1. Field of the Invention
This invention relates to a chemical assay system, and more particularly to a chemical assay system in which material to be assayed is caused to act on an assay slide bearing thereon one or more reagent layers and incubated for a predetermined time, and then coloration (extent of dye formation) in the assay slide is optically measured and analyzed for qualitative and/or quantitative determination of a particular component or particular components in the material.
2. Description of the Prior Art
Qualitative and/or quantitative determination of a particular chemical component in a liquid sample is widely used in various industrial fields. Especially, in the fields of biochemistry and clinical medicine, quantitative determination of a particular chemical component or particulate substance in body fluids such as blood or urine is extremely important.

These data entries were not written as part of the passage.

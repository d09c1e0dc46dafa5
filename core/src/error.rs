//! Error types for the appliance client.
//!
//! # Design
//! `Connect` gets a dedicated variant because it is the one failure an
//! interactive caller is expected to treat as fatal: the appliance could not
//! be reached at all. A reply whose JSON `status` is not `"200"` is not an
//! error; it comes back as `Outcome::Fail` alongside the raw payload.

use std::path::PathBuf;

use thiserror::Error;

/// Errors returned by `ApplianceClient` and its building blocks.
#[derive(Debug, Error)]
pub enum ApiError {
    /// DNS lookup, connection refusal or another socket-level failure.
    #[error("cannot connect to {addr}: {reason}")]
    Connect { addr: String, reason: String },

    /// The connection was established but the exchange failed (TLS, protocol, timeout).
    #[error("transport failed: {0}")]
    Transport(String),

    /// The response body is not a JSON document.
    #[error("deserialization failed: {0}")]
    DeserializationError(String),

    /// A local file meant for upload could not be read.
    #[error("cannot read upload {}: {source}", .path.display())]
    Upload {
        path: PathBuf,
        #[source]
        source: std::io::Error,
    },

    /// A parameter needed to derive a name was not supplied.
    #[error("missing parameter `{0}`")]
    MissingParameter(String),

    /// The tool name is neither `fio` nor `vdbench`.
    #[error("unknown tool `{0}`")]
    UnknownTool(String),
}

impl ApiError {
    /// True when the appliance could not be reached at all.
    pub fn is_connect(&self) -> bool {
        matches!(self, ApiError::Connect { .. })
    }
}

Recently, there has been put into practice a dry type chemical assay slide by which a particular chemical component or material component in a liquid sample can be determined by depositing a droplet of the liquid sample on the slide. Japanese Patent Publication No. 53(1978)-21677, Japanese Unexamined Patent Publication No. 55(1980)-164356, for example, are referred to. By using such chemical assay slides, liquid samples can be assayed more easily and more quickly in comparison to the conventional wet analyzing process, and accordingly, the chemical assay slide is conveniently used in medical facilities, laboratories and the like where a large number of samples must be assayed.

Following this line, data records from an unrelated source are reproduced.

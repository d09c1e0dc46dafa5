//! HTTP request and response values as plain data.
//!
//! # Design
//! `ApplianceClient` builds an `HttpRequest` and parses an `HttpResponse`
//! without knowing how the bytes travel. A `Transport` sits in between and
//! does the actual I/O, so request marshalling and response classification
//! can be tested without a socket.
//!
//! Bodies are raw bytes because multipart payloads carry file contents.

/// HTTP method for a request. The appliance only speaks GET and POST.
#[derive(Debug, Clone, Copy, PartialEq, Eq)]
pub enum HttpMethod {
    Get,
    Post,
}

impl HttpMethod {
    pub fn as_str(self) -> &'static str {
        match self {
            HttpMethod::Get => "GET",
            HttpMethod::Post => "POST",
        }
    }
}

/// An HTTP request described as plain data.
///
/// Built by `ApplianceClient::build_request`. `url` is absolute.
#[derive(Debug, Clone)]
pub struct HttpRequest {
    pub method: HttpMethod,
    pub url: String,
    pub headers: Vec<(String, String)>,
    pub body: Vec<u8>,
}

impl HttpRequest {
    /// First header value matching `name`, compared case-insensitively.
    pub fn header(&self, name: &str) -> Option<&str> {
        self.headers
            .iter()
            .find(|(k, _)| k.eq_ignore_ascii_case(name))
            .map(|(_, v)| v.as_str())
    }
}

/// An HTTP response described as plain data.
///
/// Produced by a `Transport` after the round trip and handed to
/// `ApplianceClient::parse_response`.
#[derive(Debug, Clone)]
pub struct HttpResponse {
    pub status: u16,
    pub headers: Vec<(String, String)>,
    pub body: Vec<u8>,
}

When a liquid sample is assayed using the chemical assay slide, a measured quantity of the liquid sample is deposited on the slide and the slide is held in an incubator for a predetermined time at a constant temperature to permit reaction to cause coloration, and then light including a wavelength selected previously depending on the components of the liquid sample and the reagents contained in the reagent layers on the slide is projected onto the slide to measure the reflection density thereof.
In case where a large number of samples are assayed, automatic and continuous assay is preferred. Therefore, there have been proposed various chemical assay systems in which analysis of samples can be automatically and continuously effected using the dry type chemical assay slides described above.

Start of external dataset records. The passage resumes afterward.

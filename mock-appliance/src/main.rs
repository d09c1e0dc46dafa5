use mock_appliance::Appliance;
use tokio::net::TcpListener;

#[tokio::main]
async fn main() -> Result<(), std::io::Error> {
    let port = std::env::var("PORT").unwrap_or_else(|_| "8443".to_string());
    let user = std::env::var("MOCK_USER").unwrap_or_else(|_| "root".to_string());
    let password = std::env::var("MOCK_PASSWORD").unwrap_or_else(|_| "vmware".to_string());
    let addr = format!("127.0.0.1:{port}");
    let listener = TcpListener::bind(&addr).await?;
    println!("mock appliance listening on http://{addr}/VMtest/");
    mock_appliance::run(listener, Appliance::new(&user, &password).shared()).await
}
//! The appliance's endpoints as data.
//!
//! Every endpoint has the same shape: a fixed path under `/VMtest/`, a
//! method, the fields it requires and at most one file field. Wrappers on
//! `ApplianceClient` pick an entry here and supply the values.

use std::fmt;

use crate::http::HttpMethod;

#[derive(Debug, Clone, Copy, PartialEq, Eq, Hash)]
pub enum Endpoint {
    ReadConfig,
    Configure,
    ListParamFiles,
    GenerateParamFile,
    DeleteParamFile,
    UploadVdbench,
    UploadParamFile,
    Validate,
    RunTest,
    KillTest,
    IsTestFinished,
    CleanupVms,
    ReadLog,
}

impl Endpoint {
    pub const ALL: [Endpoint; 13] = [
        Endpoint::ReadConfig,
        Endpoint::Configure,
        Endpoint::ListParamFiles,
        Endpoint::GenerateParamFile,
        Endpoint::DeleteParamFile,
        Endpoint::UploadVdbench,
        Endpoint::UploadParamFile,
        Endpoint::Validate,
        Endpoint::RunTest,
        Endpoint::KillTest,
        Endpoint::IsTestFinished,
        Endpoint::CleanupVms,
        Endpoint::ReadLog,
    ];

    /// Path relative to the base path, without query string.
    pub const fn path(self) -> &'static str {
        match self {
            Endpoint::ReadConfig => "readconfigfile",
            Endpoint::Configure => "generatefile",
            Endpoint::ListParamFiles => "getvdbenchparamFile",
            Endpoint::GenerateParamFile => "generateParam",
            Endpoint::DeleteParamFile => "deleteFile",
            Endpoint::UploadVdbench => "uploadvdbench",
            Endpoint::UploadParamFile => "uploadParamfile",
            Endpoint::Validate => "validatefile",
            Endpoint::RunTest => "runtest",
            Endpoint::KillTest => "killtest",
            Endpoint::IsTestFinished => "istestfinish",
            Endpoint::CleanupVms => "cleanupvms",
            Endpoint::ReadLog => "readlog",
        }
    }

    pub const fn method(self) -> HttpMethod {
        match self {
            Endpoint::ReadLog => HttpMethod::Get,
            _ => HttpMethod::Post,
        }
    }

    /// Form fields the appliance requires, in the order they are sent.
    ///
    /// Endpoints that take caller-defined parameter sets (`generatefile`,
    /// `generateParam`) require nothing fixed here.
    pub const fn form_fields(self) -> &'static [&'static str] {
        match self {
            Endpoint::ListParamFiles | Endpoint::UploadParamFile => &["tool"],
            _ => &[],
        }
    }

    /// Query parameters the appliance requires, in the order they are sent.
    pub const fn query_fields(self) -> &'static [&'static str] {
        match self {
            Endpoint::DeleteParamFile => &["name", "tool"],
            _ => &[],
        }
    }

    /// Form field name carrying the uploaded file, for upload endpoints.
    pub const fn file_field(self) -> Option<&'static str> {
        match self {
            Endpoint::UploadVdbench => Some("vdbenchfile"),
            Endpoint::UploadParamFile => Some("paramfile"),
            _ => None,
        }
    }
}

impl fmt::Display for Endpoint {
    fn fmt(&self, f: &mut fmt::Formatter<'_>) -> fmt::Result {
        f.write_str(self.path())
    }
}

#[cfg(test)]
mod tests {
    use std::collections::HashSet;

    use super::*;

    #[test]
    fn paths_are_unique() {
        let paths: HashSet<_> = Endpoint::ALL.iter().map(|e| e.path()).collect();
        assert_eq!(paths.len(), Endpoint::ALL.len());
    }

    #[test]
    fn only_readlog_is_get() {
        for endpoint in Endpoint::ALL {
            let expected = if endpoint == Endpoint::ReadLog {
                HttpMethod::Get
            } else {
                HttpMethod::Post
            };
            assert_eq!(endpoint.method(), expected, "{endpoint}");
        }
    }

    #[test]
    fn upload_endpoints_name_their_file_field() {
        assert_eq!(Endpoint::UploadVdbench.file_field(), Some("vdbenchfile"));
        assert_eq!(Endpoint::UploadParamFile.file_field(), Some("paramfile"));
        assert_eq!(Endpoint::RunTest.file_field(), None);
    }

    #[test]
    fn required_fields() {
        assert_eq!(Endpoint::ListParamFiles.form_fields(), ["tool"]);
        assert_eq!(Endpoint::UploadParamFile.form_fields(), ["tool"]);
        assert_eq!(Endpoint::DeleteParamFile.query_fields(), ["name", "tool"]);
        assert!(Endpoint::DeleteParamFile.form_fields().is_empty());

        let with_query: Vec<_> = Endpoint::ALL
            .iter()
            .filter(|e| !e.query_fields().is_empty())
            .collect();
        assert_eq!(with_query, [&Endpoint::DeleteParamFile]);
    }
}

For example, in the system disclosed in Japanese Unexamined Patent Publication No. 56(1981)-77746, a plurality of the chemical assay slides are sandwiched between a pair of rotatable disks at regular intervals in a circumferential direction of the disks and held at an elevated constant temperature for incubation by heaters provided on the disks, and after incubation for a predetermined time, the rotatable disks are rotated to successively oppose the slides to a probe disposed below the disks. The probe projects irradiating light onto each slide opposed thereto and receives reflected light through an opening formed in the lower disk. Though being advantageous in view of the efficiency in analyzing numerous samples, the system is disadvantageous in that a complicated disk rotating system including a control system is required which adds to the manufacturing cost and the size of the overall system.
In the system disclosed in Japanese Unexamined Patent Publication No. 58(1983)-21566, a U-shaped transfer path is formed in an incubator, each of a plurality of the chemical assay slides is supported by a carrier of a predetermined shape and is successively transferred along the transfer path, and each chemical assay slide is subjected to measurement of the reflected light density by a probe disposed along the transfer path after incubation for a predetermined time during transfer along the transfer path. The system is also advantageous with respect to the efficiency in effecting analysis of a plurality of samples, but is disadvantageous in that a mechanism for transferring the carriers for supporting the slides along the transfer path is required which adds to the manufacturing cost and the size of the overall system. Further, the system is disadvantageous in that it is not suitable for measuring the reflected light density a plurality of times in order to detect the rate of change of the optical density.
Further, there has been known a chemical assay system in which a plurality of chemical assay slides are stacked in an incubator, and after a predetermined time, the slides are successively taken out from the lowermost one to be subjected to measurement of the reflected light density. This system is advantageous in that since the slides are stacked in the incubator, the incubator may be relatively small in size but involves a problem that gas formed by the reaction occuring in one slide during incubation affects the reaction occuring in the other slides, lowering the accuracy of assay. Further, this system is not suitable for measuring the reflected light density a plurality of times in order to detect the rate of change of the optical density since the slides must be successively taken out from the incubator when the reflected light density is measured. Accordingly, it is difficult to measure the reflected light density during incubation.